Tickets are now on sale for this year’s BOP Garden and Art Festival, which includes new gardens.
One of those newcomers to the festival belongs to Judy and Paul Smyth of Tauriko. Their 4.5-hectare site was bare land when they bought it 48 years ago. These days it boasts many features in terms of natural beauty and human-made creativity.
Judy and Paul’s garden will offer something new; namely the 45 peony plants – set to be flowering at festival time – that are the stars of their garden. Peony growth is not generally associated with Bay of Plenty gardens, but the conditions are cool enough at the Smyth’s, with sufficient harsh frosts, to ensure they thrive.
Festival trail goers will note other eye-catchers beyond the property’s hornbeam hedge, such as a knot garden, dove cote, buxus balls clipped with precision, a walled garden area, and a circular herb garden divided up by brick paving. Blooms also include roses, delphiniums, dahlia, foxgloves and aquilegia, with pears and quince examples of fruiting trees.

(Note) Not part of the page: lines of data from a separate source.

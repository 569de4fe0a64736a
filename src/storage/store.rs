//! Pooled message store with transactional append and cursor reads.
//!
//! Uses r2d2 with r2d2_sqlite for pooled access. SQLite WAL mode allows
//! concurrent readers alongside the single writer, so one read-write pool
//! serves both operations. Every operation runs inside its own
//! transaction: appends commit explicitly and roll back when dropped on an
//! error path, reads roll back unconditionally.

use r2d2::Pool;
use r2d2_sqlite::SqliteConnectionManager;
use serde::{Deserialize, Serialize};
use std::path::Path;
use thiserror::Error;

use super::schema;

/// Seed returned when the store holds no messages.
///
/// Matches the bootstrap contract: an empty store seeds the allocator with
/// 1, so the first message ever appended gets id 2.
pub const SEED_FLOOR: i64 = 1;

const INSERT_MESSAGE: &str = "INSERT INTO messages (id, from_name, body) VALUES (?1, ?2, ?3)";

const SELECT_SINCE: &str = r#"
    SELECT id, from_name, body
    FROM messages
    WHERE id > ?1
    ORDER BY id ASC
    LIMIT ?2
"#;

/// A chat message as stored and as serialized on the wire.
///
/// `id` is assigned by the allocator immediately before the append; a
/// client-supplied id in a POST body is ignored, hence the serde default.
#[derive(Debug, Clone, PartialEq, Eq, Serialize, Deserialize)]
pub struct Message {
    #[serde(default)]
    pub id: i64,
    pub from_name: String,
    pub body: String,
}

/// Error type for store operations.
///
/// Query failures carry the operation name and the offending statement so
/// callers can diagnose without parsing the message text.
#[derive(Debug, Error)]
pub enum StoreError {
    #[error("failed to get connection from pool: {0}")]
    Pool(#[from] r2d2::Error),

    #[error("{op} failed in statement `{statement}`: {source}")]
    Query {
        op: &'static str,
        statement: &'static str,
        source: rusqlite::Error,
    },
}

impl StoreError {
    fn query(op: &'static str, statement: &'static str, source: rusqlite::Error) -> Self {
        Self::Query {
            op,
            statement,
            source,
        }
    }
}

/// Message store over a pooled SQLite database.
#[derive(Clone)]
pub struct MessageStore {
    pool: Pool<SqliteConnectionManager>,
}

impl MessageStore {
    /// Open the store at the given database path.
    ///
    /// Ensures the messages table exists, then returns the store together
    /// with the allocator seed: the highest stored id, or [`SEED_FLOOR`]
    /// when the table is empty.
    ///
    /// # Errors
    ///
    /// Returns an error if the pool cannot be created, the table cannot be
    /// created, or the seed lookup fails. Callers treat these as fatal.
    pub fn open<P: AsRef<Path>>(db_path: P, pool_size: u32) -> Result<(Self, i64), StoreError> {
        let manager =
            SqliteConnectionManager::file(db_path).with_init(|conn| schema::apply_pragmas(conn));

        let pool = Pool::builder().max_size(pool_size).build(manager)?;

        let conn = pool.get()?;
        schema::initialize_schema(&conn)
            .map_err(|e| StoreError::query("initialize", "CREATE TABLE messages", e))?;

        let seed = schema::max_message_id(&conn)
            .map_err(|e| StoreError::query("seed lookup", "SELECT MAX(id) FROM messages", e))?
            .unwrap_or(SEED_FLOOR);

        Ok((Self { pool }, seed))
    }

    /// Append one message inside its own transaction.
    ///
    /// Commits on success; any failure (duplicate id, connectivity loss)
    /// rolls the transaction back when it drops, leaving the store
    /// unchanged. Never retried.
    pub fn append(&self, message: &Message) -> Result<(), StoreError> {
        let mut conn = self.pool.get()?;
        let tx = conn
            .transaction()
            .map_err(|e| StoreError::query("append", "BEGIN", e))?;

        tx.execute(
            INSERT_MESSAGE,
            rusqlite::params![message.id, message.from_name, message.body],
        )
        .map_err(|e| StoreError::query("append", INSERT_MESSAGE, e))?;

        tx.commit()
            .map_err(|e| StoreError::query("append", "COMMIT", e))
    }

    /// Fetch up to `limit` messages with id strictly greater than `cursor`,
    /// ascending by id.
    ///
    /// Runs in a read transaction that is rolled back unconditionally.
    /// An empty result is not an error.
    pub fn fetch_since(&self, cursor: i64, limit: u32) -> Result<Vec<Message>, StoreError> {
        let mut conn = self.pool.get()?;
        let tx = conn
            .transaction()
            .map_err(|e| StoreError::query("fetch", "BEGIN", e))?;

        let messages = {
            let mut stmt = tx
                .prepare(SELECT_SINCE)
                .map_err(|e| StoreError::query("fetch", SELECT_SINCE, e))?;

            stmt.query_map(rusqlite::params![cursor, limit], |row| {
                Ok(Message {
                    id: row.get(0)?,
                    from_name: row.get(1)?,
                    body: row.get(2)?,
                })
            })
            .and_then(|rows| rows.collect::<Result<Vec<_>, _>>())
            .map_err(|e| StoreError::query("fetch", SELECT_SINCE, e))?
        };

        tx.rollback()
            .map_err(|e| StoreError::query("fetch", "ROLLBACK", e))?;

        Ok(messages)
    }
}
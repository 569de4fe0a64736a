//! HTTP server setup and lifecycle.
//!
//! Builds the shared state (store + id allocator), binds the listener,
//! and runs the router with graceful shutdown support.

use anyhow::Context;
use std::net::SocketAddr;
use std::sync::Arc;
use tokio::net::TcpListener;
use tokio::sync::watch;

use crate::allocator::IdAllocator;
use crate::config::Config;
use crate::service;
use crate::storage::MessageStore;

/// State shared across handlers.
#[derive(Clone)]
pub struct AppState {
    pub store: MessageStore,
    pub allocator: Arc<IdAllocator>,
    pub page_size: u32,
}

/// Run the relay HTTP server.
///
/// Opens the store, seeds the allocator from it, and serves until the
/// shutdown signal fires. Startup failures (schema creation, seed lookup,
/// bind) are returned to the caller and are fatal.
pub async fn run_server(config: Config, mut shutdown_rx: watch::Receiver<bool>) -> anyhow::Result<()> {
    let addr: SocketAddr = format!("{}:{}", config.host, config.port)
        .parse()
        .context("invalid listen address")?;

    let (store, seed) = MessageStore::open(&config.db_path, config.pool_size)
        .with_context(|| format!("failed to open store at {}", config.db_path.display()))?;
    tracing::info!(seed, db_path = %config.db_path.display(), "Store opened");

    let allocator = Arc::new(IdAllocator::new(seed));

    let state = AppState {
        store,
        allocator,
        page_size: config.page_size,
    };

    let app = service::router(state, &config.index_path);

    let listener = TcpListener::bind(addr)
        .await
        .with_context(|| format!("failed to bind {addr}"))?;
    tracing::info!(address = %addr, "Starting relay HTTP server");

    axum::serve(listener, app)
        .with_graceful_shutdown(async move {
            let _ = shutdown_rx.changed().await;
            tracing::info!("Shutdown signal received, stopping server");
        })
        .await?;

    tracing::info!("Server stopped");
    Ok(())
}
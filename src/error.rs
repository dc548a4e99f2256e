//! Error types for the particle field.

use thiserror::Error;

#[derive(Debug, Error)]
pub enum FieldError {
    /// The host could not provide a drawing context.
    #[error("drawing surface unavailable: {0}")]
    SurfaceUnavailable(String),

    #[error("invalid color {value:?}: {reason}")]
    InvalidColor { value: String, reason: String },

    #[error("i/o error: {0}")]
    Io(#[from] std::io::Error),

    #[error("failed to parse config: {0}")]
    Config(#[from] toml::de::Error),

    #[error("snapshot error: {0}")]
    Snapshot(String),
}
use std::time::Duration;

/// Coalesces bursts of requests into one, delivered once `window` has passed
/// without a newer request. Time is measured as a `Duration` since some loop
/// epoch so callers can drive it with a real or virtual clock.
#[derive(Debug)]
pub struct Debouncer<T> {
    window: Duration,
    pending: Option<(Duration, T)>,
}

impl<T> Debouncer<T> {
    pub fn new(window: Duration) -> Self {
        Self {
            window,
            pending: None,
        }
    }

    pub fn window(&self) -> Duration {
        self.window
    }

    /// Replace any pending request and restart the window from `now`.
    pub fn schedule(&mut self, now: Duration, value: T) {
        self.pending = Some((now.saturating_add(self.window), value));
    }

    /// Take the pending request if its deadline has been reached.
    pub fn fire(&mut self, now: Duration) -> Option<T> {
        match &self.pending {
            Some((deadline, _)) if *deadline <= now => self.pending.take().map(|(_, v)| v),
            _ => None,
        }
    }

    pub fn cancel(&mut self) {
        self.pending = None;
    }

    pub fn is_pending(&self) -> bool {
        self.pending.is_some()
    }

    pub fn deadline(&self) -> Option<Duration> {
        self.pending.as_ref().map(|(d, _)| *d)
    }
}
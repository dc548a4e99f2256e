use std::collections::HashMap;
use std::time::{Duration, Instant};

/// Scoped profiler recording cumulative time and call count per section.
#[derive(Default)]
pub struct Profiler {
    pub timings: HashMap<&'static str, (Duration, u32)>,
}

impl Profiler {
    pub fn new() -> Self {
        Self::default()
    }

    pub fn finish(&mut self, guard: &ProfilerGuard) {
        let elapsed = guard.start.elapsed();
        let entry = self.timings.entry(guard.name).or_default();
        entry.0 += elapsed;
        entry.1 += 1;
    }

    /// Sections sorted by total time, longest first.
    pub fn report_sorted(&self) -> Vec<(&'static str, Duration, u32)> {
        let mut v: Vec<_> = self.timings.iter().map(|(n, (d, c))| (*n, *d, *c)).collect();
        v.sort_by(|a, b| b.1.cmp(&a.1));
        v
    }

    pub fn clear(&mut self) {
        self.timings.clear();
    }

    pub fn print_and_clear(&mut self) {
        for (name, total, calls) in self.report_sorted() {
            let avg = total / calls.max(1);
            println!("{:<16} {:>12?} total {:>6} calls {:>10?} avg", name, total, calls, avg);
        }
        self.clear();
    }
}

pub struct ProfilerGuard {
    name: &'static str,
    start: Instant,
}

/// Start a profiling section. Returns a guard that will update the global
/// profiler when dropped.
pub fn start(name: &'static str) -> ProfilerGuard {
    ProfilerGuard { name, start: Instant::now() }
}

#[cfg(feature = "profiling")]
impl Drop for ProfilerGuard {
    fn drop(&mut self) {
        crate::PROFILER.lock().finish(self);
    }
}

/// Macro helper to profile a scope only when the `profiling` feature is enabled.
#[macro_export]
macro_rules! profile_scope {
    ($name:expr) => {
        #[cfg(feature = "profiling")]
        let _guard = $crate::profiler::start($name);
    };
}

This year’s festival will include 74 garden and art stops. That includes 57 gardens, nine of those featuring art studios as well. The work of more than 70 registered artists will be displayed on the trail, or Bloom in the Bay the Festival hub, and there will be 17 stand-alone art studio stops. Forty per cent of this year’s stops did not feature in the previous festival.